Le parrainage transcende nos frontières
Le Sénégal n’est pas un no man’s land. En effet, à part notre pays, les Etats ayant adopté une législation sur le parrainage, afin de consolider leur démocratie sont nombreux à travers le monde. Bien que relativement récent en Afrique, le parrainage a été consacré, il y a longtemps, dans beaucoup de vieilles démocraties. Ainsi, pour les candidatures à l’élection présidentielle, le Bénin a opté en 2019 pour le parrainage par 10% de l’ensemble des députés et des maires. Le Mali a, en 2016, opté pour le parrainage par 10 députés ou 5 conseillers communaux et l’Égypte pour le parrainage par au moins 20 membres de la Chambre des représentants ou par au moins 25 000 électeurs répartis dans au moins 15 gouvernorats avec un minimum de 1000 électeurs par gouvernorat.
D’autres modes de parrainage, généralement moins contraignants, en particulier pour des candidatures indépendantes, existent dans quelques pays. Par exemple, en Ile Maurice, il faut le parrainage d’au moins 6 électeurs de la circonscription, alors que les candidats sans étiquettes ont besoin au Rwanda d’au moins 600 électeurs inscrits (dont au moins 12 par district) et au Kenya de 1000 électeurs inscrits dans la circonscription.

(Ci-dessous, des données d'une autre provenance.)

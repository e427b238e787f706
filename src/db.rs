//! # Database connection module
//!
//! This module provides the MongoDB connection pool through rocket_db_pools and
//! the fairings that hand it to the rest of the server.
//!
//! ## Configuration
//!
//! The pool reads `databases.mongo.url` from the Rocket figment. The CLI fills
//! it from `--mongo-url`, `MONGODB_URL` or `DATABASE_URL`.
//!
//! ## Usage
//!
//! Built-in routes talk to the pool through [`Store`]. Custom routes may use the
//! client directly with the `Connection<MongoApiDb>` guard.
//!
//! ```rust,ignore
//! use mongo_api_bridge::db::MongoApiDb;
//! use rocket::get;
//! use rocket_db_pools::Connection;
//!
//! #[get("/users/count")]
//! async fn user_count(db: Connection<MongoApiDb>) -> String {
//!     let count = db
//!         .database("app")
//!         .collection::<mongo_api_bridge::bson::Document>("users")
//!         .count_documents(None, None)
//!         .await
//!         .unwrap_or_default();
//!     count.to_string()
//! }
//! ```

use std::time::Duration;

use rocket::fairing::{AdHoc, Fairing};
use rocket_db_pools::{Database, mongodb::Client};

use crate::store::{MongoStore, Store};

/// Name of the pool in the `databases` table of the Rocket figment.
pub const DATABASE_NAME: &str = "mongo";

const SHUTDOWN_GRACE: Duration = Duration::from_secs(5);

/// MongoDB connection pool managed by Rocket.
#[derive(Database)]
#[database("mongo")]
pub struct MongoApiDb(Client);

/// Places a [`MongoStore`] backed by the pool into managed state. Must be
/// attached after `MongoApiDb::init()`.
pub fn store_fairing() -> impl Fairing {
    AdHoc::try_on_ignite("MongoDB store", |rocket| async move {
        let client = MongoApiDb::fetch(&rocket).map(|db| db.0.clone());
        let Some(client) = client else {
            log::error!("MongoDB pool is not initialized");
            return Err(rocket);
        };

        Ok(rocket.manage(Store::new(MongoStore::new(client))))
    })
}

/// Releases the client when the server shuts down. A client that does not
/// finish within the grace period is left to the process exit.
pub fn shutdown_fairing() -> impl Fairing {
    AdHoc::on_shutdown("MongoDB disconnect", |rocket| {
        Box::pin(async move {
            let Some(db) = MongoApiDb::fetch(rocket) else {
                return;
            };

            let client = db.0.clone();
            match tokio::time::timeout(SHUTDOWN_GRACE, client.shutdown()).await {
                Ok(()) => log::info!("disconnected from MongoDB"),
                Err(_) => log::warn!(
                    "error while disconnecting from MongoDB: timed out after {}s",
                    SHUTDOWN_GRACE.as_secs()
                ),
            }
        })
    })
}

Au-delà de l’Afrique, en Allemagne, pour les candidatures aux législatives des partis non-établis ou des citoyens, il faut le parrainage d’au moins 200 électeurs dans la circonscription concernée. En Belgique, il faut le parrainage de 200 à 500 électeurs selon la dimension de la circonscription électorale ou de 3 parlementaires sortants alors qu’en France, depuis 1962, il faut 500 parrainages d’élus pour l’élection présidentielle.
Dès lors, si en théorie il est louable de clamer haut et fort, le droit pour tout citoyen, de se représenter à une élection, s’il en remplit les conditions, une analyse factuelle basée sur la réalité du terrain permet de rendre compte qu’une consolidation de la démocratie ne s’accommode pas d’une vision chimérique de celle-ci.
Toutefois, force est de reconnaitre qu’au Sénégal, lors de la dernière élection présidentielle, la validation des candidatures a été particulièrement controversée en raison de l’application de la loi sur le parrainage qui s’est traduite par l’élimination de l’écrasante majorité des candidats à la candidature. Sur les 27 dossiers déposés au niveau du Conseil constitutionnel, 20 ont été invalidés pour non satisfaction des exigences du parrainage. Dès lors, si on peut légitimement plaider pour une amélioration du système du parrainage, il serait, par contre, impertinent jeter tout bonnement le bébé avec l’eau du bain.